Supplied material Block Start
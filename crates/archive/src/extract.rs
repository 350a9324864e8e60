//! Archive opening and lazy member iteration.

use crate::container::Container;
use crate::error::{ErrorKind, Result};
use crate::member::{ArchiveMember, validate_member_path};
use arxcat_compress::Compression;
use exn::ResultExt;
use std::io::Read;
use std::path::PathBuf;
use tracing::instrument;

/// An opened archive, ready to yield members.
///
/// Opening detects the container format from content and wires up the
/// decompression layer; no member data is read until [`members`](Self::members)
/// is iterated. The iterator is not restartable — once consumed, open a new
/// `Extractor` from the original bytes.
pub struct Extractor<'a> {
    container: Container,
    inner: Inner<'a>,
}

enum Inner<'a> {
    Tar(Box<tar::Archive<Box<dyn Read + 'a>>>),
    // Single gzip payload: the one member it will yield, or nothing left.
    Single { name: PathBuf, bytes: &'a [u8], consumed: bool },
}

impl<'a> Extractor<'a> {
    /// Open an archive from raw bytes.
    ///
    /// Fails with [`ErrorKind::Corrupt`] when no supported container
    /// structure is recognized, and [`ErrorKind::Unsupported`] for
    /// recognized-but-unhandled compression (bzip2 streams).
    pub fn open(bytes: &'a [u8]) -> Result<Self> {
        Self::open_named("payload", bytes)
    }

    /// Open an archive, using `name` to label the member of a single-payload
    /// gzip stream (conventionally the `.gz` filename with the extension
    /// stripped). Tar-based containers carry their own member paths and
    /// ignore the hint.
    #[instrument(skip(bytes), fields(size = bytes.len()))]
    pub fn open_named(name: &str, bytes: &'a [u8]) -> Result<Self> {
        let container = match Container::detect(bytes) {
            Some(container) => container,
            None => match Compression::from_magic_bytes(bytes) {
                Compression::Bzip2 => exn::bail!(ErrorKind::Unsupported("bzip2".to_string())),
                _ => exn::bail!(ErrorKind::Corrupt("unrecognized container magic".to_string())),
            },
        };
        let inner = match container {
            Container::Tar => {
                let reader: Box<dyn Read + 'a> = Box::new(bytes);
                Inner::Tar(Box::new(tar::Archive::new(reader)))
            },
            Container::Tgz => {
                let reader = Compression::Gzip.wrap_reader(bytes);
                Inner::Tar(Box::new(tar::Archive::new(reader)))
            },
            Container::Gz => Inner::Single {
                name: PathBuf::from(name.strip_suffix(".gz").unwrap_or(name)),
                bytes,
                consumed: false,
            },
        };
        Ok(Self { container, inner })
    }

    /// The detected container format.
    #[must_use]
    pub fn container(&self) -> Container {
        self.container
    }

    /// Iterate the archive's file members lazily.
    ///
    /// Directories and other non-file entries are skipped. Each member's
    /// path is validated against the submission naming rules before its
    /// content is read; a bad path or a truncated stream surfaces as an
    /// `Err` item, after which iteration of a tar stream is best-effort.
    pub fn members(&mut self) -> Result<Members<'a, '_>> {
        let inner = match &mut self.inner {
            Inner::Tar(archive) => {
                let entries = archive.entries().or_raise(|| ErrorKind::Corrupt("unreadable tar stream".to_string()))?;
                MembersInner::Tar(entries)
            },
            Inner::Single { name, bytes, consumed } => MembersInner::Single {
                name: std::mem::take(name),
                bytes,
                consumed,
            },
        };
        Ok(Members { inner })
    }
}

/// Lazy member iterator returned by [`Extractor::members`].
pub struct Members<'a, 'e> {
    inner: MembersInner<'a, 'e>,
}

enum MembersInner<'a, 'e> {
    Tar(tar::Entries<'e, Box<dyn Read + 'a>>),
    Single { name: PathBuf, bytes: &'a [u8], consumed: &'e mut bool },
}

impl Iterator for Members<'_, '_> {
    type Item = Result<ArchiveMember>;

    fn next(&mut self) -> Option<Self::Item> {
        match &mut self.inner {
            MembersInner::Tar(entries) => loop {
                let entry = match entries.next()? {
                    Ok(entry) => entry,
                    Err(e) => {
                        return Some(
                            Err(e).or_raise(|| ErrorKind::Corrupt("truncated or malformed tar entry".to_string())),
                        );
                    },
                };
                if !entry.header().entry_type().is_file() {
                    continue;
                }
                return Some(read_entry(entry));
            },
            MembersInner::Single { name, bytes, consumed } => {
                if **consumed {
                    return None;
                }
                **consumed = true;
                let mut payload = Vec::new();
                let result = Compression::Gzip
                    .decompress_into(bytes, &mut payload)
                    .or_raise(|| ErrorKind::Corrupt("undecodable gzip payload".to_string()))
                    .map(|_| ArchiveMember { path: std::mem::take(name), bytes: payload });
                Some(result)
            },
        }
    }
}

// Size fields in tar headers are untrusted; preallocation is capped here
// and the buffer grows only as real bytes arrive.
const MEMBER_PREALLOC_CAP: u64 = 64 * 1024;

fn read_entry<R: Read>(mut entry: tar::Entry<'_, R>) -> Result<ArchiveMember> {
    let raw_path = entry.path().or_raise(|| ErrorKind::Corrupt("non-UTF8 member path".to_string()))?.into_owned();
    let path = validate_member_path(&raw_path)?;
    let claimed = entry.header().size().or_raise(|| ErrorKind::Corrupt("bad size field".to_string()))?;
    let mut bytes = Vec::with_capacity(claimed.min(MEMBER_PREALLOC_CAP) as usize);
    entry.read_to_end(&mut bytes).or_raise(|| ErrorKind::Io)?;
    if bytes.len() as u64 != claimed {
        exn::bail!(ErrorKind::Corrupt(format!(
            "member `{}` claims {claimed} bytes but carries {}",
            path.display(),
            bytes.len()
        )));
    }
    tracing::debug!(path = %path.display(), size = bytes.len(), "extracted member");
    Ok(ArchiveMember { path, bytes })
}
Supplied material Block End
Supplied material Block Start
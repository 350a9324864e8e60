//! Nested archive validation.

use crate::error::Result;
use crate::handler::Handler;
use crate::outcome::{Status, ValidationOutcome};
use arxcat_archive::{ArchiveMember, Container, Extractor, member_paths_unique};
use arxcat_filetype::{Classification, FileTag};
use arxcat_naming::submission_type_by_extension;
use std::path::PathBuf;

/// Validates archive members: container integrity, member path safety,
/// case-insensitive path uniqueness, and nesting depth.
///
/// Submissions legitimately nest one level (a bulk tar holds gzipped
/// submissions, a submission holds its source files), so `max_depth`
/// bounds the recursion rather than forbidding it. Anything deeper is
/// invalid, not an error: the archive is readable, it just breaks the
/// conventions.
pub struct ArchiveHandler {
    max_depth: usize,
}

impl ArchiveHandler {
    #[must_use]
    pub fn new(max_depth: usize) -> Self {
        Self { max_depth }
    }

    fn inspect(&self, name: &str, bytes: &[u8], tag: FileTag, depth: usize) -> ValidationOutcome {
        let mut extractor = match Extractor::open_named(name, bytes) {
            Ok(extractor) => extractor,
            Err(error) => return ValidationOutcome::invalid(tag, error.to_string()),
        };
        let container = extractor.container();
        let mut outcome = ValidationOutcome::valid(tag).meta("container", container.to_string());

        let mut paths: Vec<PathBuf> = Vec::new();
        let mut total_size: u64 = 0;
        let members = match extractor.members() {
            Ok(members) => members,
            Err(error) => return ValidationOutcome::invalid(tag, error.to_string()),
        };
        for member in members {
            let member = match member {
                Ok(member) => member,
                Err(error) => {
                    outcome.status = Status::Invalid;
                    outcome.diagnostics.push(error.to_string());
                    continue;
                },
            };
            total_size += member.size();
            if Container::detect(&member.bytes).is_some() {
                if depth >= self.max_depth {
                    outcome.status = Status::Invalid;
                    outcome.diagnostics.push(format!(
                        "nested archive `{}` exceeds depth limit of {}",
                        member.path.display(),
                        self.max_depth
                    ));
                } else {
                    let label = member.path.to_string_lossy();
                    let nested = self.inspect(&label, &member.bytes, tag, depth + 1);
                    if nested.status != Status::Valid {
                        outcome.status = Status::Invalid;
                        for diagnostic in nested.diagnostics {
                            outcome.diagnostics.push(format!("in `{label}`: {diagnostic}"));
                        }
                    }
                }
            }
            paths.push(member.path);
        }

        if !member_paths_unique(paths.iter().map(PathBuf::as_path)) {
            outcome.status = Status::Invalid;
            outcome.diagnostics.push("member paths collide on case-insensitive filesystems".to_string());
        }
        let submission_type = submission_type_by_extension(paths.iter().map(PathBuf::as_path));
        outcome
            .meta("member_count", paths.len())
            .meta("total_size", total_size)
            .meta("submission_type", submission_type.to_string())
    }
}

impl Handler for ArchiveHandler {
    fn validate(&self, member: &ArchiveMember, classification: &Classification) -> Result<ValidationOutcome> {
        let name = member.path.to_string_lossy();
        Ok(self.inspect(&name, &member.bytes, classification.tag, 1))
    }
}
Supplied material Block End
Supplied material Block Start
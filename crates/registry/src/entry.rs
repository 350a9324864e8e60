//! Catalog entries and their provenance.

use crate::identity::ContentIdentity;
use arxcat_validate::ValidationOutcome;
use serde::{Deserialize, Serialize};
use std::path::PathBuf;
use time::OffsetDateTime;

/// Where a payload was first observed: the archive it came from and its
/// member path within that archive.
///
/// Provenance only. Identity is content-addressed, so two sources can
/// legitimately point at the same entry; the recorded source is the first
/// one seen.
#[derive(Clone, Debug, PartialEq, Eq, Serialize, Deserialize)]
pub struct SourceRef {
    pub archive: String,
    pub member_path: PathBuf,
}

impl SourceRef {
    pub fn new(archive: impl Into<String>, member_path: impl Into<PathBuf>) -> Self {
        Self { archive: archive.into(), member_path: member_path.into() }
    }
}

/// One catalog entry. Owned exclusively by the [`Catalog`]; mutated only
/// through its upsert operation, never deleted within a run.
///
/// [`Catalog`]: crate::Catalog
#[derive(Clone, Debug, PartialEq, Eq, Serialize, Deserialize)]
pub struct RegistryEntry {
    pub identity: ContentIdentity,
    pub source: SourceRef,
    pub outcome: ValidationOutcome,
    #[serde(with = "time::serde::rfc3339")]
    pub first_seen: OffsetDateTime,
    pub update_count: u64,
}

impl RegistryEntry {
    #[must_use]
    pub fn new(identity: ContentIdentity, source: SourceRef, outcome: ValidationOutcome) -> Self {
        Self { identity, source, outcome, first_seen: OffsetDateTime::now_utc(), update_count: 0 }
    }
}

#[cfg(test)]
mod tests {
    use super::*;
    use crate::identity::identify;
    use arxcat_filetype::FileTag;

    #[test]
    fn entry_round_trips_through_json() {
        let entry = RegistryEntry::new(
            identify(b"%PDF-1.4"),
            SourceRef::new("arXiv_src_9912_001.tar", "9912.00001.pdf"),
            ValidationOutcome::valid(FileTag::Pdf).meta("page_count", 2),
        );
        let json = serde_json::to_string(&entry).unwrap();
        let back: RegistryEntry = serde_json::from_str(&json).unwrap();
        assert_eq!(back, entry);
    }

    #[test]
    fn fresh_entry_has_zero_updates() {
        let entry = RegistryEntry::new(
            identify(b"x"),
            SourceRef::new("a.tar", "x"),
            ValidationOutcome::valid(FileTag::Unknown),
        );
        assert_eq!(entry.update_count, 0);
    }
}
Supplied material Block End
Task instructions →
Pull every line containing the string "RegistryEntry" out of the data above and copy it.

Response →
pub struct RegistryEntry {
impl RegistryEntry {
        let entry = RegistryEntry::new(
        let back: RegistryEntry = serde_json::from_str(&json).unwrap();
        let entry = RegistryEntry::new(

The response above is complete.